Introduction
As intensivists from three distinct regions of the world with different cultural backgrounds, we believe it relevant in this rapidly emerging period of healthcare to share thoughts among clinicians providing end-of-life care in the intensive care unit (ICU). Intimate encounters with patients near the end of their lives[1] form a foundational aspect of our vocation as intensivists. This article is our vision of 8 top-tier concepts that should be embraced to usher in the best end-of-life care for all patients. We realize that not everyone will agree with these points and anticipate that our “8 Things”” will stimulate healthy discussion and debate. Furthermore, there might be caregivers throughout the world dealing with different cultural, legal, political and ethical preconditions that make implementation of the approach presented within this manuscript difficult in some respects. The joint ATS/AACN/ACCP/ESICM/SCCM Policy Statement[2] and a complementary publication[3] on responding to potentially inappropriate treatment requests provide very helpful references for us in such difficult situations as well as a 7-step procedure for resolution of conflict.

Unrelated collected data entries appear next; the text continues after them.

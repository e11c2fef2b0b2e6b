use std::net::SocketAddr;
use std::time::Duration;

use anyhow::Result;
use axum::extract::ws::{Message, WebSocket};
use axum::extract::{State, WebSocketUpgrade};
use axum::http::header;
use axum::response::{Html, IntoResponse, Response};
use axum::routing::get;
use axum::Router;
use futures::stream::SplitSink;
use futures::{SinkExt, StreamExt};
use moodmate_config::{DialogueConfig, GatewayConfig};
use moodmate_core::{
    Conversation, ConversationHandle, HistoryStore, MemoryStore, RandomJokes, Reply,
};
use serde::{Deserialize, Serialize};
use tokio::sync::{mpsc, oneshot, Mutex};
use tracing::{error, info, warn};

use crate::chart::BarChart;
use crate::markdown::{markdown_to_html, strip_markup};
use crate::presenter::{Presenter, Sender, Surface};
use crate::web_assets;

/// Serves the chat widget. Every websocket connection is its own session,
/// so reloading the page starts over.
pub struct WebChannel {
    gateway_config: GatewayConfig,
    reply_delay: Duration,
    shutdown_tx: Mutex<Option<oneshot::Sender<()>>>,
}

#[derive(Clone)]
struct AppState {
    reply_delay: Duration,
}

#[derive(Serialize)]
struct WsOutMsg {
    #[serde(rename = "type")]
    msg_type: String,
    #[serde(skip_serializing_if = "Option::is_none")]
    sender: Option<Sender>,
    #[serde(skip_serializing_if = "Option::is_none")]
    content: Option<String>,
    #[serde(skip_serializing_if = "Option::is_none")]
    speech: Option<String>,
    #[serde(skip_serializing_if = "Option::is_none")]
    chart: Option<BarChart>,
    #[serde(skip_serializing_if = "Option::is_none")]
    timestamp: Option<String>,
}

impl WsOutMsg {
    fn of_type(msg_type: &str) -> Self {
        Self {
            msg_type: msg_type.to_string(),
            sender: None,
            content: None,
            speech: None,
            chart: None,
            timestamp: None,
        }
    }
}

#[derive(Deserialize)]
struct WsInMsg {
    #[serde(rename = "type")]
    msg_type: String,
    #[serde(default)]
    content: String,
}

/// Surface that turns messages into websocket frames.
struct WebSurface {
    tx: mpsc::UnboundedSender<Message>,
}

impl WebSurface {
    fn send(&self, msg: &WsOutMsg) -> Result<()> {
        let json = serde_json::to_string(msg)?;
        self.tx
            .send(Message::Text(json.into()))
            .map_err(|_| anyhow::anyhow!("websocket writer closed"))
    }
}

impl Surface for WebSurface {
    fn append(&mut self, sender: Sender, text: &str) -> Result<()> {
        let mut msg = WsOutMsg::of_type("message");
        msg.sender = Some(sender);
        msg.content = Some(markdown_to_html(text));
        if sender == Sender::Bot {
            msg.speech = Some(strip_markup(text));
        }
        msg.timestamp = Some(chrono::Local::now().to_rfc3339());
        self.send(&msg)
    }

    fn chart(&mut self, chart: &BarChart) -> Result<()> {
        let mut msg = WsOutMsg::of_type("chart");
        msg.chart = Some(chart.clone());
        self.send(&msg)
    }
}

impl WebChannel {
    pub fn new(gateway_config: GatewayConfig, dialogue: &DialogueConfig) -> Self {
        Self {
            gateway_config,
            reply_delay: Duration::from_millis(dialogue.reply_delay_ms),
            shutdown_tx: Mutex::new(None),
        }
    }

    pub fn name(&self) -> &str {
        "web"
    }

    /// Bind and serve in the background. Returns the bound address.
    pub async fn start(&self) -> Result<SocketAddr> {
        let state = AppState {
            reply_delay: self.reply_delay,
        };

        let router = Router::new()
            .route("/", get(serve_index))
            .route("/style.css", get(serve_css))
            .route("/app.js", get(serve_js))
            .route("/ws", get(ws_upgrade))
            .with_state(state);

        let addr: SocketAddr = format!("{}:{}", self.gateway_config.host, self.gateway_config.port)
            .parse()
            .map_err(|e| anyhow::anyhow!("Invalid gateway listen address: {e}"))?;

        let listener = tokio::net::TcpListener::bind(addr).await?;
        let bound = listener.local_addr()?;
        info!("Web channel listening on http://{bound}");

        let (shutdown_tx, shutdown_rx) = oneshot::channel::<()>();
        *self.shutdown_tx.lock().await = Some(shutdown_tx);

        tokio::spawn(async move {
            let server = axum::serve(listener, router).with_graceful_shutdown(async {
                let _ = shutdown_rx.await;
            });

            if let Err(e) = server.await {
                error!("Web server error: {e}");
            }
        });

        Ok(bound)
    }

    pub async fn stop(&self) -> Result<()> {
        if let Some(tx) = self.shutdown_tx.lock().await.take() {
            let _ = tx.send(());
        }
        Ok(())
    }
}

// --- Axum Handlers ---

async fn serve_index() -> Html<&'static str> {
    Html(web_assets::INDEX_HTML)
}

async fn serve_css() -> impl IntoResponse {
    ([(header::CONTENT_TYPE, "text/css")], web_assets::STYLE_CSS)
}

async fn serve_js() -> impl IntoResponse {
    (
        [(header::CONTENT_TYPE, "application/javascript")],
        web_assets::APP_JS,
    )
}

async fn ws_upgrade(ws: WebSocketUpgrade, State(state): State<AppState>) -> Response {
    ws.on_upgrade(move |socket| handle_ws(socket, state))
        .into_response()
}

async fn handle_ws(socket: WebSocket, state: AppState) {
    let conn_id = uuid::Uuid::new_v4().to_string();
    let short_conn = &conn_id[..8];
    info!("WebSocket connected: conn={short_conn}");

    let (ws_write, mut ws_read) = socket.split();
    let (tx, rx) = mpsc::unbounded_channel::<Message>();

    let write_conn_id = conn_id.clone();
    let write_handle = tokio::spawn(ws_write_loop(ws_write, rx, write_conn_id));

    let surface = WebSurface { tx: tx.clone() };
    if let Err(e) = surface.send(&WsOutMsg::of_type("connected")) {
        warn!("Failed to acknowledge conn={short_conn}: {e}");
    }

    let (handle, mut replies) = spawn_session(state.reply_delay);

    let present_conn_id = conn_id.clone();
    let present_handle = tokio::spawn(async move {
        // Speech happens in the browser
        let mut presenter = Presenter::new(surface, None);
        while let Some(reply) = replies.recv().await {
            if let Err(e) = forward_reply(&mut presenter, &reply) {
                warn!("Dropping replies for conn={present_conn_id}: {e}");
                break;
            }
        }
    });

    // Read loop
    while let Some(result) = ws_read.next().await {
        let msg = match result {
            Ok(m) => m,
            Err(e) => {
                warn!("WebSocket read error for conn={short_conn}: {e}");
                break;
            }
        };

        match msg {
            Message::Text(text) => {
                let parsed: WsInMsg = match serde_json::from_str(&text) {
                    Ok(m) => m,
                    Err(_) => continue,
                };
                if let Some(Err(e)) = route(parsed, &handle) {
                    error!("Failed to queue input for conn={short_conn}: {e}");
                    break;
                }
            }
            Message::Close(_) => break,
            _ => {}
        }
    }

    // Cleanup
    drop(handle);
    present_handle.abort();
    write_handle.abort();
    info!("WebSocket disconnected: conn={short_conn}");
}

/// One conversation per connection, on fresh storage like a reloaded page.
fn spawn_session(reply_delay: Duration) -> (ConversationHandle, mpsc::UnboundedReceiver<Reply>) {
    let conversation = Conversation::new(
        HistoryStore::new(MemoryStore::new()),
        Box::new(RandomJokes::new()),
    );
    ConversationHandle::spawn(conversation, reply_delay)
}

/// Queue an inbound frame on the conversation. `None` when the frame is
/// dropped: blank messages and unknown types.
fn route(msg: WsInMsg, handle: &ConversationHandle) -> Option<Result<()>> {
    match msg.msg_type.as_str() {
        "message" if !msg.content.trim().is_empty() => Some(handle.submit(msg.content)),
        "restart" => Some(handle.restart()),
        _ => None,
    }
}

/// A `reset` frame precedes the first reply of every fresh session, so the
/// page clears only after older replies have arrived.
fn forward_reply(presenter: &mut Presenter<WebSurface>, reply: &Reply) -> Result<()> {
    if reply.restarted {
        presenter.surface().send(&WsOutMsg::of_type("reset"))?;
    }
    presenter.present(&reply.outputs)
}

async fn ws_write_loop(
    mut ws_write: SplitSink<WebSocket, Message>,
    mut rx: mpsc::UnboundedReceiver<Message>,
    conn_id: String,
) {
    while let Some(msg) = rx.recv().await {
        if let Err(e) = ws_write.send(msg).await {
            warn!("WebSocket write error for conn={conn_id}: {e}");
            break;
        }
    }
}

1. I would not provide a non- or no longer beneficial treatment if requested by a patient and/or family or when the medical team recommends something that the patient legitimately wishes to forgo or considers overly burdensome.

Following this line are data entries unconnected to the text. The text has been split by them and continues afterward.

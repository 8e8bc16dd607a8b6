//! Listening endpoints.
//!
//! [`Listener::bind`] turns a [`ServerConfig`] into a bound, listening
//! socket. TCP sockets are created through `socket2` so that
//! `SO_REUSEPORT` can be set before binding; Unix sockets go straight to
//! tokio and their socket file is removed when the listener is dropped.

use std::{
    fmt, io,
    net::SocketAddr,
    path::PathBuf,
};

use socket2::{Domain, Protocol, Socket, Type};
use tokio::net::{TcpListener, TcpStream, UnixListener, UnixStream};

use crate::{
    config::{Network, ServerConfig},
    errors::LifelineError,
};

const LISTEN_BACKLOG: i32 = 1024;

/// A bound, listening endpoint.
///
/// The listener is owned by whichever serve operation is using it and is
/// closed when that operation drops it.
pub enum Listener {
    Tcp(TcpListener),
    Unix { inner: UnixListener, path: PathBuf },
}

/// An accepted connection.
pub enum Connection {
    Tcp(TcpStream),
    Unix(UnixStream),
}

/// Local address of a [`Listener`].
#[derive(Clone, Debug, Eq, PartialEq)]
pub enum ListenerAddr {
    Inet(SocketAddr),
    Unix(PathBuf),
}

impl fmt::Display for ListenerAddr {
    fn fmt(&self, f: &mut fmt::Formatter<'_>) -> fmt::Result {
        match self {
            ListenerAddr::Inet(addr) => write!(f, "{}", addr),
            ListenerAddr::Unix(path) => write!(f, "{}", path.display()),
        }
    }
}

impl Listener {
    /// Binds the address and network family found in `config`.
    ///
    /// Must be called from within a tokio runtime.
    ///
    /// # Errors
    ///
    /// Returns [`LifelineError::Bind`] when the address cannot be resolved,
    /// has no address of the requested family, is already in use or
    /// requires privileges the process does not have.
    pub async fn bind(config: &ServerConfig) -> Result<Self, LifelineError> {
        let addr = config.addr();

        match config.network() {
            Network::Unix => {
                let inner = UnixListener::bind(addr).map_err(|e| LifelineError::bind(addr, e))?;
                Ok(Listener::Unix { inner, path: PathBuf::from(addr) })
            }
            network => {
                let socket_addr = resolve(network, addr).await?;
                let listener = bind_tcp(network, socket_addr, config.reuseport())
                    .map_err(|e| LifelineError::bind(addr, e))?;
                Listener::from_std(listener).map_err(|e| LifelineError::bind(addr, e))
            }
        }
    }

    /// Wraps an already listening std TCP listener.
    pub fn from_std(listener: std::net::TcpListener) -> io::Result<Self> {
        listener.set_nonblocking(true)?;
        Ok(Listener::Tcp(TcpListener::from_std(listener)?))
    }

    /// Waits for the next incoming connection.
    pub async fn accept(&self) -> io::Result<Connection> {
        match self {
            Listener::Tcp(listener) => {
                let (stream, _) = listener
                    .accept()
                    .await?;
                Ok(Connection::Tcp(stream))
            }
            Listener::Unix { inner, .. } => {
                let (stream, _) = inner
                    .accept()
                    .await?;
                Ok(Connection::Unix(stream))
            }
        }
    }

    pub fn local_addr(&self) -> io::Result<ListenerAddr> {
        match self {
            Listener::Tcp(listener) => listener
                .local_addr()
                .map(ListenerAddr::Inet),
            Listener::Unix { path, .. } => Ok(ListenerAddr::Unix(path.clone())),
        }
    }
}

impl Drop for Listener {
    fn drop(&mut self) {
        if let Listener::Unix { path, .. } = self {
            let _ = std::fs::remove_file(path.as_path());
        }
    }
}

/// Resolves `addr` and keeps the first address of the requested family.
pub(crate) async fn resolve(network: Network, addr: &str) -> Result<SocketAddr, LifelineError> {
    let mut candidates = tokio::net::lookup_host(addr)
        .await
        .map_err(|e| LifelineError::bind(addr, e))?;

    candidates
        .find(|candidate| match network {
            Network::Tcp4 => candidate.is_ipv4(),
            Network::Tcp6 => candidate.is_ipv6(),
            _ => true,
        })
        .ok_or_else(|| {
            LifelineError::bind(
                addr,
                io::Error::new(
                    io::ErrorKind::AddrNotAvailable,
                    format!("no {} address found", network),
                ),
            )
        })
}

/// Creates a listening TCP socket, optionally with `SO_REUSEPORT`.
pub(crate) fn bind_tcp(
    network: Network,
    addr: SocketAddr,
    reuseport: bool,
) -> io::Result<std::net::TcpListener> {
    let socket = Socket::new(Domain::for_address(addr), Type::STREAM, Some(Protocol::TCP))?;

    if network == Network::Tcp6 {
        socket.set_only_v6(true)?;
    }
    socket.set_reuse_address(true)?;
    if reuseport {
        socket.set_reuse_port(true)?;
    }
    socket.set_nonblocking(true)?;
    socket.bind(&addr.into())?;
    socket.listen(LISTEN_BACKLOG)?;

    Ok(socket.into())
}
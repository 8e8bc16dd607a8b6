#[cfg(test)]
mod config;
#[cfg(test)]
mod listener;

#[cfg(test)]
pub(crate) mod support {
    use std::{
        io,
        sync::{
            atomic::{AtomicUsize, Ordering},
            Arc, Mutex,
        },
    };

    use tokio::sync::Notify;

    use crate::{
        config::ServerConfig,
        logger::Logger,
        server::{listener::Listener, Engine, EngineResult},
    };

    /// Logger that keeps every printed line.
    #[derive(Default)]
    pub(crate) struct CaptureLogger {
        lines: Mutex<Vec<String>>,
    }

    impl CaptureLogger {
        pub(crate) fn lines(&self) -> Vec<String> {
            self.lines
                .lock()
                .map(|lines| lines.clone())
                .unwrap_or_default()
        }
    }

    impl Logger for CaptureLogger {
        fn print(&self, message: &str) {
            if let Ok(mut lines) = self
                .lines
                .lock()
            {
                lines.push(message.to_string());
            }
        }
    }

    /// Engine whose serve and shutdown outcomes are scripted by the test.
    #[derive(Default)]
    pub(crate) struct MockEngine {
        serve_error: Option<String>,
        shutdown_error: Option<String>,
        block_until_shutdown: bool,
        pub(crate) serve_calls: AtomicUsize,
        pub(crate) shutdown_calls: AtomicUsize,
        pub(crate) started: Notify,
        stop: Notify,
    }

    impl MockEngine {
        /// Serve returns `Ok(())` right away.
        pub(crate) fn returning_ok() -> Self {
            Self::default()
        }

        /// Serve fails right away with `message`.
        pub(crate) fn failing_with(message: &str) -> Self {
            Self { serve_error: Some(message.to_string()), ..Self::default() }
        }

        /// Serve blocks until shutdown is called.
        pub(crate) fn blocking() -> Self {
            Self { block_until_shutdown: true, ..Self::default() }
        }

        /// Serve blocks; shutdown fails with `message`.
        pub(crate) fn blocking_with_shutdown_error(message: &str) -> Self {
            Self {
                block_until_shutdown: true,
                shutdown_error: Some(message.to_string()),
                ..Self::default()
            }
        }

        pub(crate) fn serve_calls(&self) -> usize {
            self.serve_calls
                .load(Ordering::SeqCst)
        }

        pub(crate) fn shutdown_calls(&self) -> usize {
            self.shutdown_calls
                .load(Ordering::SeqCst)
        }
    }

    impl Engine for MockEngine {
        fn serve(&self, listener: Listener) -> EngineResult<'_, ()> {
            Box::pin(async move {
                self.serve_calls
                    .fetch_add(1, Ordering::SeqCst);
                self.started
                    .notify_one();

                if self.block_until_shutdown {
                    self.stop
                        .notified()
                        .await;
                }
                drop(listener);

                match &self.serve_error {
                    Some(message) => Err(io::Error::other(message.clone()).into()),
                    None => Ok(()),
                }
            })
        }

        fn shutdown(&self) -> EngineResult<'_, ()> {
            Box::pin(async move {
                self.shutdown_calls
                    .fetch_add(1, Ordering::SeqCst);
                self.stop
                    .notify_one();

                match &self.shutdown_error {
                    Some(message) => Err(io::Error::other(message.clone()).into()),
                    None => Ok(()),
                }
            })
        }
    }

    /// Config bound to an ephemeral loopback port, logging into `logger`.
    pub(crate) fn loopback_config(logger: Arc<CaptureLogger>) -> ServerConfig {
        ServerConfig::builder()
            .addr("127.0.0.1:0")
            .logger(logger)
            .build()
            .unwrap()
    }

    pub(crate) async fn loopback_listener() -> Listener {
        let config = loopback_config(Arc::new(CaptureLogger::default()));
        Listener::bind(&config)
            .await
            .unwrap()
    }
}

Non- or no longer beneficial treatments are frequently requested and received in the ICU.[4,5] These treatments are not restricted to devices or invasive procedures such as extra-corporeal membrane oxygenation (ECMO); they include antibiotics, transfusions, or even diagnostic tests. Decisions must be patient specific, and judgments about the risks and benefits of any given treatment must be made by a well-informed patient or surrogate. First a physician must provide a professional opinion affirming that a treatment is indicated, then the patient/surrogate provides judgment as to whether or not in the patient’s eyes it is proportionate/ordinary care for her/him. It is both the physician’s “indication” of a medically sensible therapeutic aim with a distinct probability plus the patient’s personal judgment that legitimize treatment. Thus, for one patient, mechanical ventilation might be proportionate, beneficial and acceptable and used; while for another patient the ventilator might be considered overly burdensome (i.e., judged by the patient or surrogate to be extraordinary and disproportionate treatment) and avoided. While risk and benefit are subjective and determined by the patient or surrogate, they must be understood in the context of the medical professional’s assessment of risk versus benefit.

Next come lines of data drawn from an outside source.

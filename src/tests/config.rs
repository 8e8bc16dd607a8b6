use std::{error::Error, sync::Arc};

use signal_hook::consts::signal::{SIGHUP, SIGINT, SIGKILL, SIGTERM, SIGUSR2};

use crate::{
    config::{
        default_recover_threshold, parse_signal, Network, ServerConfig, ServerSettings,
        DEFAULT_ADDR,
    },
    errors::{ConfigError, LifelineError},
    tests::support::CaptureLogger,
};

fn config_error(result: Result<ServerConfig, LifelineError>) -> Option<ConfigError> {
    match result {
        Err(LifelineError::Config(e)) => Some(e),
        _ => None,
    }
}

#[test]
fn test_server_config_builder_defaults() -> Result<(), Box<dyn Error>> {
    let config = ServerConfig::builder().build()?;

    assert_eq!(config.network(), Network::Tcp4);
    assert_eq!(config.addr(), DEFAULT_ADDR);
    assert!(!config.reuseport());
    assert!(!config.prefork());
    assert!(!config.graceful_shutdown());
    assert_eq!(config.graceful_shutdown_signals(), &[SIGINT, SIGTERM]);
    assert_eq!(config.recover_threshold(), default_recover_threshold());

    Ok(())
}

#[test]
fn test_server_config_default_matches_builder() -> Result<(), Box<dyn Error>> {
    let built = ServerConfig::builder().build()?;
    let default = ServerConfig::default();

    assert_eq!(default.network(), built.network());
    assert_eq!(default.addr(), built.addr());
    assert_eq!(default.graceful_shutdown_signals(), built.graceful_shutdown_signals());
    assert_eq!(default.recover_threshold(), built.recover_threshold());

    Ok(())
}

#[test]
fn test_server_config_builder_overrides() -> Result<(), Box<dyn Error>> {
    let config = ServerConfig::builder()
        .network(Network::Tcp)
        .addr("0.0.0.0:9090")
        .reuseport(true)
        .prefork(true)
        .graceful_shutdown(true)
        .graceful_shutdown_signals(vec![SIGHUP])
        .recover_threshold(7)
        .logger(Arc::new(CaptureLogger::default()))
        .build()?;

    assert_eq!(config.network(), Network::Tcp);
    assert_eq!(config.addr(), "0.0.0.0:9090");
    assert!(config.reuseport());
    assert!(config.prefork());
    assert!(config.graceful_shutdown());
    assert_eq!(config.graceful_shutdown_signals(), &[SIGHUP]);
    assert_eq!(config.recover_threshold(), 7);

    Ok(())
}

#[test]
fn test_recover_threshold_is_half_of_parallelism() {
    let cores = std::thread::available_parallelism()
        .map(|n| n.get())
        .unwrap_or(1);

    assert_eq!(default_recover_threshold(), cores / 2);
}

#[test]
fn test_empty_address_is_rejected() {
    let result = ServerConfig::builder()
        .addr("  ")
        .build();

    assert_eq!(config_error(result), Some(ConfigError::EmptyAddress));
}

#[test]
fn test_unix_socket_rejects_reuseport_and_prefork() {
    let reuseport = ServerConfig::builder()
        .network(Network::Unix)
        .addr("/tmp/lifeline.sock")
        .reuseport(true)
        .build();
    assert_eq!(config_error(reuseport), Some(ConfigError::ReuseportUnsupported(Network::Unix)));

    let prefork = ServerConfig::builder()
        .network(Network::Unix)
        .addr("/tmp/lifeline.sock")
        .prefork(true)
        .build();
    assert_eq!(config_error(prefork), Some(ConfigError::PreforkUnsupported(Network::Unix)));
}

#[test]
fn test_uncatchable_signal_is_rejected() {
    let result = ServerConfig::builder()
        .graceful_shutdown_signals(vec![SIGTERM, SIGKILL])
        .build();

    assert_eq!(config_error(result), Some(ConfigError::ForbiddenSignal(SIGKILL)));
}

#[test]
fn test_empty_signal_set_falls_back_to_defaults() -> Result<(), Box<dyn Error>> {
    let config = ServerConfig::builder()
        .graceful_shutdown(true)
        .graceful_shutdown_signals(Vec::new())
        .build()?;

    assert_eq!(config.graceful_shutdown_signals(), &[SIGINT, SIGTERM]);

    let settings = ServerSettings::from_toml(
        r#"
        [server]
        graceful_shutdown_signals = []
        "#,
    )?;
    let config = settings
        .apply(ServerConfig::builder())?
        .build()?;

    assert_eq!(config.graceful_shutdown_signals(), &[SIGINT, SIGTERM]);

    Ok(())
}

#[test]
fn test_network_from_str() {
    assert_eq!("tcp".parse::<Network>(), Ok(Network::Tcp));
    assert_eq!("TCP4".parse::<Network>(), Ok(Network::Tcp4));
    assert_eq!("tcp6".parse::<Network>(), Ok(Network::Tcp6));
    assert_eq!("unix".parse::<Network>(), Ok(Network::Unix));
    assert_eq!("udp".parse::<Network>(), Err(ConfigError::UnknownNetwork("udp".to_string())));
    assert_eq!(Network::Tcp6.to_string(), "tcp6");
}

#[test]
fn test_parse_signal_names() {
    assert_eq!(parse_signal("SIGTERM"), Ok(SIGTERM));
    assert_eq!(parse_signal("int"), Ok(SIGINT));
    assert_eq!(parse_signal(" sigusr2 "), Ok(SIGUSR2));
    assert_eq!(parse_signal("SIGNOPE"), Err(ConfigError::UnknownSignal("SIGNOPE".to_string())));
}

#[test]
fn test_settings_from_toml() -> Result<(), Box<dyn Error>> {
    let settings = ServerSettings::from_toml(
        r#"
        [server]
        network = "tcp6"
        addr = "[::1]:8443"
        prefork = true
        graceful_shutdown = true
        graceful_shutdown_signals = ["SIGTERM", "SIGHUP"]
        recover_threshold = 3
        "#,
    )?;

    assert_eq!(settings.network, Some(Network::Tcp6));
    assert_eq!(settings.reuseport, None);

    let config = settings
        .apply(ServerConfig::builder())?
        .build()?;

    assert_eq!(config.network(), Network::Tcp6);
    assert_eq!(config.addr(), "[::1]:8443");
    assert!(config.prefork());
    assert!(!config.reuseport());
    assert!(config.graceful_shutdown());
    assert_eq!(config.graceful_shutdown_signals(), &[SIGTERM, SIGHUP]);
    assert_eq!(config.recover_threshold(), 3);

    Ok(())
}

#[test]
fn test_settings_keep_builder_values_when_absent() -> Result<(), Box<dyn Error>> {
    let settings = ServerSettings::from_toml("")?;
    assert_eq!(settings, ServerSettings::default());

    let config = settings
        .apply(
            ServerConfig::builder()
                .addr("127.0.0.1:7000")
                .graceful_shutdown(true),
        )?
        .build()?;

    assert_eq!(config.addr(), "127.0.0.1:7000");
    assert!(config.graceful_shutdown());

    Ok(())
}

#[test]
fn test_settings_reject_unknown_signal_and_fields() {
    let unknown_signal = ServerSettings::from_toml(
        r#"
        [server]
        graceful_shutdown_signals = ["SIGBOGUS"]
        "#,
    )
    .and_then(|settings| settings.apply(ServerConfig::builder()));
    assert!(matches!(unknown_signal, Err(ConfigError::UnknownSignal(name)) if name == "SIGBOGUS"));

    let unknown_field = ServerSettings::from_toml(
        r#"
        [server]
        port = 80
        "#,
    );
    assert!(matches!(unknown_field, Err(ConfigError::Settings(_))));
}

2. I would never intentionally allow ongoing pain, anxiety, dyspnea or other forms of suffering without doing all I can to relieve that suffering unless the patient specifically refuses such treatments in favor of ongoing suffering to allow some element of benefit (e.g., full consciousness to optimize communication with a loved one).
Palliation of suffering is a major goal of ICU care, yet it is too often undervalued or inadvertently unattended amidst the myriad of possible interventions considered by the ICU team. To provide the best ICU care, we must continue to ramp-up collaboration with our Palliative Care colleagues. Indeed, forgoing or withdrawing treatment (as opposed to the incorrect and never-to-be-used term “forgoing or withdrawing care”) can relieve the suffering from overly burdensome interventions. Palliation can also be effected in many ways, both pharmacological and through non-pharmacological strategies such as massage, music, family presence, or even by reading to a patient.[6–8]
3. I would not apply restricted visitation policies.
Expanded family visitation hours in ICUs is now widely recognized as good medicine. Consider how important it is for a patient and his/her family to connect intimately in the final days of life. To do that, a major goal should be to have an attentive and non-delirious patient whenever possible. We now know that expanding family visitation accomplishes a reduction in delirium onset and duration.[9,10]
4. I would not assign bedside care and communication about shifting from cure to comfort to subsets of team members.
We must model the “whole team” approach in the ICU. When we shift from aggressive interventions to palliation of suffering, every team member must embrace good end-of-life care as part of the continuum of care. The entire ICU team of clinicians makes decisions surrounding end-of-life, not a subset of members. Essentially, they must hear and feel the plural “we” will never leave you (the “we” being the entire scope of personnel).
5. I would never ask the patient “do you want everything done?”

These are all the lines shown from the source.